Table of Contents

What is propyl gallate testing?

Propyl gallate (PG, propyl 3,4,5-trihydroxybenzoate, CAS 121-79-9, C₁₀H₁₂O₅, MW 212.20, INS 310 / E 310) testing is the measurement and validation of the identity, assay, purity, and physicochemical properties of propyl gallate — the synthetic phenolic antioxidant produced by the esterification of gallic acid with propanol, used as a lipid-oxidation inhibitor in edible oils, meat products, baked goods, chewing gum, margarine, cosmetics (lipsticks, creams), and pharmaceutical formulations. The output of a PG test is a dossier covering the assay (≥ 98.5 % on the dried basis, by HPLC-UV), the identity (by IR, HPLC retention time, and the ferric chloride colour reaction), the melting point (146–150 °C), the impurity profile (gallic acid ≤ 0.5 %; heavy metals ≤ 10 ppm; sulphated ash ≤ 0.1 %; residual solvents per ICH Q3C), and the food-matrix quantification (by HPLC-UV or HPLC-MS/MS, against the regulatory maximum-use levels of the applicable standard).

Propyl gallate testing — HPLC-UV quantification and ferric chloride identification of propyl gallate in edible oils and cosmetics per USP, at Beijing ZKGX Research.
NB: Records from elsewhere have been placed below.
use std::env;
use std::process::Command;

const UNKNOWN: &str = "unknown";

fn main() {
    println!("cargo:rerun-if-changed=build.rs");
    println!("cargo:rerun-if-changed=.git/HEAD");
    println!("cargo:rerun-if-changed=.git/refs");

    let git_hash = run("git", &["rev-parse", "--short", "HEAD"])
        .filter(|hash| !hash.is_empty())
        .unwrap_or_else(|| UNKNOWN.to_string());
    emit("HASH", &git_hash);

    let tree = match run("git", &["status", "--porcelain"]) {
        Some(changes) if changes.is_empty() => "clean",
        Some(_) => "dirty",
        None => UNKNOWN,
    };
    emit("STATUS", tree);

    let timestamp = chrono::Utc::now().to_rfc3339_opts(chrono::SecondsFormat::Secs, true);
    emit("TIMESTAMP", &timestamp);

    emit("TARGET", &env::var("TARGET").unwrap_or_else(|_| UNKNOWN.to_string()));
    emit("PROFILE", &env::var("PROFILE").unwrap_or_else(|_| UNKNOWN.to_string()));

    let rustc = run("rustc", &["--version"]).unwrap_or_else(|| UNKNOWN.to_string());
    emit("RUSTC", &rustc);
}

fn emit(key: &str, value: &str) {
    println!("cargo:rustc-env=TALLY_BUILD_{key}={value}");
}

/// Trimmed stdout of a successful command, `None` if it failed or could not start.
fn run(program: &str, args: &[&str]) -> Option<String> {
    let output = Command::new(program).args(args).output().ok()?;
    if !output.status.success() {
        return None;
    }
    String::from_utf8(output.stdout)
        .ok()
        .map(|stdout| stdout.trim().to_string())
}
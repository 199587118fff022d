//! Combines per-category spend with monthly ceilings to derive utilization and status.

use std::{collections::HashMap, fmt};

use rust_decimal::Decimal;
use serde::Serialize;
use tally_domain::{Amount, Category};
use uuid::Uuid;

const WARNING_PERCENT: u32 = 80;
const LIMIT_PERCENT: u32 = 100;

/// Threshold state of a tracked category.
#[derive(Debug, Clone, Copy, Serialize, PartialEq, Eq, PartialOrd, Ord)]
pub enum BudgetStatus {
    /// Spent less than 80% of the ceiling.
    Normal,
    /// Spent between 80% and 100% of the ceiling, both inclusive.
    Warning,
    /// Spent more than the ceiling.
    Exceeded,
}

impl BudgetStatus {
    /// Classifies `spent` against `budget`; a zero budget has no status.
    pub fn classify(spent: Decimal, budget: Amount) -> Option<Self> {
        if budget.is_zero() {
            return None;
        }
        let budget = budget.value();
        let status = if spent > budget {
            BudgetStatus::Exceeded
        } else if reaches_warning(spent, budget) {
            BudgetStatus::Warning
        } else {
            BudgetStatus::Normal
        };
        Some(status)
    }
}

/// `spent * 100 >= budget * 80`, for `spent <= budget`.
fn reaches_warning(spent: Decimal, budget: Decimal) -> bool {
    let scaled_spent = spent.checked_mul(Decimal::from(LIMIT_PERCENT));
    let warning_floor = budget.checked_mul(Decimal::from(WARNING_PERCENT));
    match (scaled_spent, warning_floor) {
        (Some(scaled_spent), Some(warning_floor)) => scaled_spent >= warning_floor,
        _ => utilization(spent, budget) * Decimal::from(LIMIT_PERCENT)
            >= Decimal::from(WARNING_PERCENT),
    }
}

/// `spent / budget`, saturating at `Decimal::MAX` when the quotient does not fit.
fn utilization(spent: Decimal, budget: Decimal) -> Decimal {
    spent.checked_div(budget).unwrap_or(Decimal::MAX)
}

impl fmt::Display for BudgetStatus {
    fn fmt(&self, f: &mut fmt::Formatter<'_>) -> fmt::Result {
        let label = match self {
            BudgetStatus::Normal => "Normal",
            BudgetStatus::Warning => "Approaching budget limit",
            BudgetStatus::Exceeded => "Budget exceeded",
        };
        f.write_str(label)
    }
}

/// Utilization of one category with a positive budget.
#[derive(Debug, Clone, Serialize, PartialEq)]
pub struct BudgetEvaluation {
    pub category_id: Uuid,
    pub name: String,
    pub budget: Amount,
    pub spent: Decimal,
    /// `spent / budget`, unrounded.
    pub utilization_ratio: Decimal,
    pub status: BudgetStatus,
}

impl BudgetEvaluation {
    pub fn utilization_percent(&self) -> Decimal {
        self.utilization_ratio.saturating_mul(Decimal::ONE_HUNDRED)
    }

    /// Signed headroom left in the budget; negative once exceeded.
    pub fn remaining(&self) -> Decimal {
        self.budget.value().saturating_sub(self.spent)
    }
}

/// Budget-versus-spend pair for every expense category, zero-filled for charts.
#[derive(Debug, Clone, Serialize, PartialEq)]
pub struct BudgetChartRow {
    pub category_id: Uuid,
    pub name: String,
    pub budget: Decimal,
    pub spent: Decimal,
}

/// Stateless budget evaluation over aggregated spend.
pub struct BudgetService;

impl BudgetService {
    /// Evaluates every expense category whose budget is present and greater than zero.
    ///
    /// Results follow the order of `categories`.
    pub fn evaluate(
        spend_by_category: &HashMap<Uuid, Decimal>,
        categories: &[Category],
    ) -> Vec<BudgetEvaluation> {
        categories
            .iter()
            .filter_map(|category| Self::evaluate_category(spend_by_category, category))
            .collect()
    }

    /// Evaluates a single category; `None` when it is untracked or not an expense bucket.
    pub fn evaluate_category(
        spend_by_category: &HashMap<Uuid, Decimal>,
        category: &Category,
    ) -> Option<BudgetEvaluation> {
        if !category.kind.is_expense() {
            return None;
        }
        let budget = category.trackable_budget()?;
        let spent = spend_by_category
            .get(&category.id)
            .copied()
            .unwrap_or(Decimal::ZERO);
        let status = BudgetStatus::classify(spent, budget)?;
        Some(BudgetEvaluation {
            category_id: category.id,
            name: category.name.clone(),
            budget,
            spent,
            utilization_ratio: utilization(spent, budget.value()),
            status,
        })
    }

    /// Lists every expense category with its budget and spend, using zero for gaps.
    pub fn chart_rows(
        spend_by_category: &HashMap<Uuid, Decimal>,
        categories: &[Category],
    ) -> Vec<BudgetChartRow> {
        categories
            .iter()
            .filter(|category| category.kind.is_expense())
            .map(|category| BudgetChartRow {
                category_id: category.id,
                name: category.name.clone(),
                budget: category.budget().map(Amount::value).unwrap_or(Decimal::ZERO),
                spent: spend_by_category
                    .get(&category.id)
                    .copied()
                    .unwrap_or(Decimal::ZERO),
            })
            .collect()
    }
}
use chrono::{Duration, NaiveDate};
use criterion::{black_box, criterion_group, criterion_main, Criterion};
use rust_decimal::Decimal;
use tally::tally_core::{
    AggregationService, BudgetService, DashboardSettings, ExportService, SummaryService,
    TransactionFilter,
};
use tally::tally_domain::{Amount, Category, Kind, LedgerSnapshot, Transaction, WeekStart};
use uuid::Uuid;

fn build_sample_snapshot(txn_count: usize) -> LedgerSnapshot {
    let user = Uuid::new_v4();
    let mut categories: Vec<Category> = (0..12)
        .map(|idx| {
            Category::new(user, format!("Expense {idx}"), Kind::Expense)
                .unwrap()
                .with_budget(Amount::new(Decimal::from(250 + idx * 50)).unwrap())
        })
        .collect();
    categories.push(Category::new(user, "Salary", Kind::Income).unwrap());

    let start = NaiveDate::from_ymd_opt(2025, 1, 1).unwrap();
    let transactions = (0..txn_count)
        .map(|idx| {
            let (kind, category) = if idx % 10 == 0 {
                (Kind::Income, &categories[12])
            } else {
                (Kind::Expense, &categories[idx % 12])
            };
            let cents = Decimal::new(500 + (idx % 9_000) as i64, 2);
            Transaction::new(
                user,
                kind,
                Amount::new(cents).unwrap(),
                category.id,
                format!("Entry {idx}"),
                start + Duration::days((idx % 365) as i64),
            )
            .unwrap()
        })
        .collect();
    LedgerSnapshot::new(transactions, categories)
}

fn bench_aggregation(c: &mut Criterion) {
    let snapshot = build_sample_snapshot(black_box(10_000));
    let reference = NaiveDate::from_ymd_opt(2025, 6, 15).unwrap();

    c.bench_function("summarize_10k", |b| {
        b.iter(|| {
            let totals = AggregationService::summarize(
                &snapshot.transactions,
                &snapshot.categories,
                reference,
                WeekStart::Monday,
            );
            black_box(BudgetService::evaluate(&totals.spend_by_category, &snapshot.categories));
        })
    });

    c.bench_function("dashboard_10k", |b| {
        b.iter(|| {
            black_box(SummaryService::dashboard(
                &snapshot,
                reference,
                &DashboardSettings::default(),
            ));
        })
    });
}

fn bench_filter_and_export(c: &mut Criterion) {
    let snapshot = build_sample_snapshot(black_box(10_000));
    let names = snapshot.category_names();
    let filter = TransactionFilter::new()
        .with_search("entry 1")
        .with_kind(Kind::Expense);

    c.bench_function("filter_10k", |b| {
        b.iter(|| black_box(filter.apply(&snapshot.transactions)))
    });

    c.bench_function("export_csv_10k", |b| {
        b.iter(|| {
            let csv = ExportService::to_csv(&snapshot.transactions, &names).expect("export");
            black_box(csv);
        })
    });
}

criterion_group!(benches, bench_aggregation, bench_filter_and_export);
criterion_main!(benches);
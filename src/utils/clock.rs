use chrono::{DateTime, Local, NaiveDate, Utc};

use tally_core::Clock;

/// Real-time clock backed by the system time source.
///
/// Timestamps are UTC; the calendar day follows the local time zone, so month
/// and week windows turn over at local midnight.
#[derive(Debug, Default, Clone, Copy)]
pub struct SystemClock;

impl Clock for SystemClock {
    fn now(&self) -> DateTime<Utc> {
        Utc::now()
    }

    fn today(&self) -> NaiveDate {
        Local::now().date_naive()
    }
}
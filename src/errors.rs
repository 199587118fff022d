use tally_config::ConfigError;
use tally_core::CoreError;
use tally_domain::DomainError;
use thiserror::Error;

/// Unified error for the tally facade and CLI.
#[derive(Debug, Error)]
pub enum TallyError {
    #[error(transparent)]
    Core(#[from] CoreError),
    #[error(transparent)]
    Config(#[from] ConfigError),
    #[error("IO error: {0}")]
    Io(#[from] std::io::Error),
    #[error("Serialization error: {0}")]
    Serde(#[from] serde_json::Error),
    #[error("Invalid input: {0}")]
    InvalidInput(String),
}

impl From<DomainError> for TallyError {
    fn from(err: DomainError) -> Self {
        TallyError::Core(CoreError::Domain(err))
    }
}

pub type Result<T> = std::result::Result<T, TallyError>;
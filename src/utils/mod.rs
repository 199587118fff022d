pub mod build_info;
pub mod clock;

pub use clock::SystemClock;

use std::sync::Once;

static TRACING_INIT: Once = Once::new();

const DEFAULT_DIRECTIVE: &str = "tally=info";

/// Initializes the global tracing subscriber, logging to stderr.
///
/// `RUST_LOG` is honoured; `tally=info` is always added on top of it.
pub fn init_tracing() {
    TRACING_INIT.call_once(|| {
        use tracing_subscriber::{fmt, EnvFilter};

        let mut filter = EnvFilter::from_default_env();
        if let Ok(directive) = DEFAULT_DIRECTIVE.parse() {
            filter = filter.add_directive(directive);
        }

        let installed = fmt()
            .with_env_filter(filter)
            .with_writer(std::io::stderr)
            .try_init();
        if let Err(err) = installed {
            // Another subscriber owns the global slot; it receives this event.
            tracing::debug!(%err, "keeping the existing tracing subscriber");
        }
    });
}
PG is a chain-breaking (primary) antioxidant — it donates a hydrogen atom from one of its three adjacent phenolic hydroxyl groups (the pyrogallol moiety) to a lipid peroxyl radical (LOO•), converting the radical to a lipid hydroperoxide (LOOH) and interrupting the free-radical chain reaction that leads to rancidity. The resulting PG phenoxy radical is resonance-stabilised and does not initiate new oxidation chains. PG is more potent than BHA or BHT in bulk oils and oil-in-water emulsions but has lower oil solubility (LogP ~1.8) — it is therefore commonly used in combination with BHA, BHT, and citric acid (a chelator) in the synergistic antioxidant blends (e.g. BHA + BHT + PG + citric acid) that are the commercial standard for fat and oil stabilisation.

The standards governing PG testing span the FAO JECFA INS 310 monograph (the international food-additive specification, ADI "not specified" at earlier JECFA, updated by EFSA to 0.5 mg/kg bw/day), the USP Propyl Gallate monograph (the US pharmacopeial reference, assay ≥ 98.5 % by titration), the EU Commission Regulation (EC) No 1333/2008 (the food-additive regulation authorising E 310 at specified maximum-use levels in specified food categories), the Commission Regulation (EU) No 231/2012 (the E 310 purity specification), the EFSA 2014 re-evaluation (the ANS Panel scientific opinion setting the current ADI of 0.5 mg/kg bw/day, based on a NOAEL of 135 mg/kg bw/day from a 90-day rat study), the Chinese GB 1886.x series (the food-additive standard), the GB 2760-2024 (the usage scope), and the FDA 21 CFR (the US food additive regulations: 21 CFR 172.615 chewing gum, 21 CFR 166.100 margarine, 21 CFR 319.700 margarine, 21 CFR 172.615 food additives). A PG placed on the Chinese food market must satisfy GB 1886.x and GB 2760; on the EU food market, E 310 per Regulation 1333/2008; on the US food market, the FDA 21 CFR regulations.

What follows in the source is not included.